ZD4054 is a specific ETAR antagonist that demonstrates no detectable inhibition of the ETBR.5 The mature results of a randomized phase 2 trial of ZD4054 in men with prostate cancer and bone metastases who were pain-free or mildly symptomatic was presented at the American Society of Clinical Oncology 2008 Genitourinary Cancers Symposium.6 In total, 312 patients were randomized to ZD4054 at a dose of 15 mg daily, ZD4054 at a dose of 10 mg daily, or placebo. It is noteworthy that, in this global trial, although there was no difference in TTP in the intent-to-treat population, a prolonged overall survival was observed in the ZD4054 treatment groups at the time of a planned second analysis. The median overall survival was 23.5 months in the group treated with ZD4054 at a 15–mg dose and 24.5 months in the group treated with ZD4054 at a dose of10 mg compared with 17.3 months in the placebo group (P = .05 and P < .01, respectively, favoring the 2 ZD4054 arms). In that study, the reason for discontinuation of drug/placebo appeared to be similar in the 3 arms. The criteria for progression in the trial differed from the currently reported atrasentan study. The events indicative of progressive disease in the atrasentan trial were new skeletal or extraskeletal lesions or an event attributed to metastatic disease whereas in the ZD4054 trial, progression was defined as symptoms that required the initiation of a new therapy, cancer pain that required opiates, progression of soft tissue metastases, or death in the absence of progression. An additional important difference was that the atrasentan trial allowed crossover from placebo to drug and the ZD4054 trial did not, clearly masking any potential survival benefit from atrasentan.

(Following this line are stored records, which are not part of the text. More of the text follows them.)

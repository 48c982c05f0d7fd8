//! Value objects making up the order document.

use serde::{Deserialize, Deserializer, Serialize, Serializer};

use crate::error::DomainError;

/// Money amount represented in cents to avoid floating point drift.
///
/// On the wire and in the stored order document a price is a plain decimal
/// number (`10.5`), so serde converts between that and whole cents.
#[derive(Debug, Clone, Copy, PartialEq, Eq, PartialOrd, Ord, Hash, Default)]
pub struct Money {
    cents: i64,
}

impl Money {
    /// Largest accepted unit price, in cents (1,000,000.00).
    pub const MAX_PRICE: Money = Money {
        cents: 100_000_000,
    };

    /// Creates a new Money amount from cents.
    pub fn from_cents(cents: i64) -> Self {
        Self { cents }
    }

    /// Creates a Money amount from a decimal value, rounding to the nearest cent.
    pub fn from_decimal(value: f64) -> Self {
        Self {
            cents: (value * 100.0).round() as i64,
        }
    }

    /// Returns zero money.
    pub fn zero() -> Self {
        Self { cents: 0 }
    }

    /// Returns the amount in cents.
    pub fn cents(&self) -> i64 {
        self.cents
    }

    /// Returns the amount as a decimal number.
    pub fn as_decimal(&self) -> f64 {
        self.cents as f64 / 100.0
    }

    /// Returns true if the amount is negative.
    pub fn is_negative(&self) -> bool {
        self.cents < 0
    }

    /// Multiplies by a quantity, or `None` on overflow.
    pub fn checked_mul(&self, quantity: u32) -> Option<Money> {
        self.cents
            .checked_mul(i64::from(quantity))
            .map(Money::from_cents)
    }

    /// Adds two amounts, or `None` on overflow.
    pub fn checked_add(&self, rhs: Money) -> Option<Money> {
        self.cents.checked_add(rhs.cents).map(Money::from_cents)
    }
}

impl std::fmt::Display for Money {
    fn fmt(&self, f: &mut std::fmt::Formatter<'_>) -> std::fmt::Result {
        let sign = if self.cents < 0 { "-" } else { "" };
        let abs = self.cents.abs();
        write!(f, "{sign}{}.{:02}", abs / 100, abs % 100)
    }
}

impl Serialize for Money {
    fn serialize<S: Serializer>(&self, serializer: S) -> Result<S::Ok, S::Error> {
        serializer.serialize_f64(self.as_decimal())
    }
}

impl<'de> Deserialize<'de> for Money {
    fn deserialize<D: Deserializer<'de>>(deserializer: D) -> Result<Self, D::Error> {
        f64::deserialize(deserializer).map(Money::from_decimal)
    }
}

/// One line of an order.
#[derive(Debug, Clone, PartialEq, Serialize, Deserialize)]
pub struct LineItem {
    /// Stock keeping unit.
    pub sku: String,

    /// Human-readable product name.
    pub name: String,

    /// Quantity ordered.
    pub qty: u32,

    /// Unit price.
    pub price: Money,
}

impl LineItem {
    /// Creates a new line item.
    pub fn new(sku: impl Into<String>, name: impl Into<String>, qty: u32, price: Money) -> Self {
        Self {
            sku: sku.into(),
            name: name.into(),
            qty,
            price,
        }
    }

    /// Returns qty * price, or `None` if it does not fit.
    pub fn total(&self) -> Option<Money> {
        self.price.checked_mul(self.qty)
    }
}

/// Sum of `qty * price` over `items`, or `None` if any step overflows.
pub fn checked_total(items: &[LineItem]) -> Option<Money> {
    items
        .iter()
        .try_fold(Money::zero(), |acc, item| acc.checked_add(item.total()?))
}

/// Shipping instructions attached to an order.
#[derive(Debug, Clone, Default, PartialEq, Eq, Serialize, Deserialize)]
pub struct Shipping {
    #[serde(default)]
    pub method: Option<String>,
    #[serde(default)]
    pub address: Option<String>,
    #[serde(default)]
    pub tracking: Option<String>,
}

/// The order document stored alongside the order row.
#[derive(Debug, Clone, Default, PartialEq, Serialize, Deserialize)]
pub struct OrderDetails {
    /// Line items in submission order.
    pub items: Vec<LineItem>,

    #[serde(default, skip_serializing_if = "Option::is_none")]
    pub shipping: Option<Shipping>,

    /// Free-form fields supplied by the client, kept verbatim.
    #[serde(default, skip_serializing_if = "serde_json::Value::is_null")]
    pub extra: serde_json::Value,
}

impl OrderDetails {
    /// Creates a document with the given items and no shipping or extras.
    pub fn with_items(items: Vec<LineItem>) -> Self {
        Self {
            items,
            ..Default::default()
        }
    }

    /// Sum of all line totals.
    pub fn total(&self) -> Result<Money, DomainError> {
        checked_total(&self.items).ok_or(DomainError::AmountOverflow)
    }
}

A second important consideration is that the endothelin receptor antagonists may be more appropriate in combination with other targeted therapies. Bisphosphonates also interrupt the vicious cycle in the bone microenvironment by inhibiting osteoclasts and the release of bone factors that stimulate the local growth of migrated tumor cells. In a xenograft model of prostate cancer cells secreting ET-1, zoledronic acid combined with atrasentan had additive effects on the inhibition of tumor growth and lower PSA levels compared to the effect of either drug alone.7 The current Southwest Oncology Group (SWOG) trial in CRPC assesses the importance of this potential synergy by randomizing patients to docetaxel with or without atrasentan with stratification for the concomitant use of zoledronic acid.

The final and most challenging issue raised by the atrasentan trial is how to maintain patients on treatment when PSA (also known as physician/patient-stimulated anxiety) levels rise. If in fact a therapy is effective in terms of prolonging survival but requires longer drug exposure, then how can we achieve this? What can our non-US colleagues share in their communication with patients that will facilitate this goal? Is the reality that, in the US, targeted therapies can be assessed only alone in patients with end-stage disease to look for glimmers of activity and that the only studies we can complete are go-along studies, such as the SWOG trial, in which these agents are added to standard therapy? These questions may require global clinical trial think tanks to answer.

We owe it to our patients to figure out how best to help them, because we are certainly co-responsible for the PSA psychosis that exists. One step certainly should include mass education to inform individuals that there are no data to support that ‘PSA only’-directed changes in therapy improve patient outcome. A delay in the initiation of an alternate effective therapy will not make it less likely to work. In the interim, let us not abandon these targeted drugs; rather, let us focus on how to design and complete studies that allow these drugs a fair trial.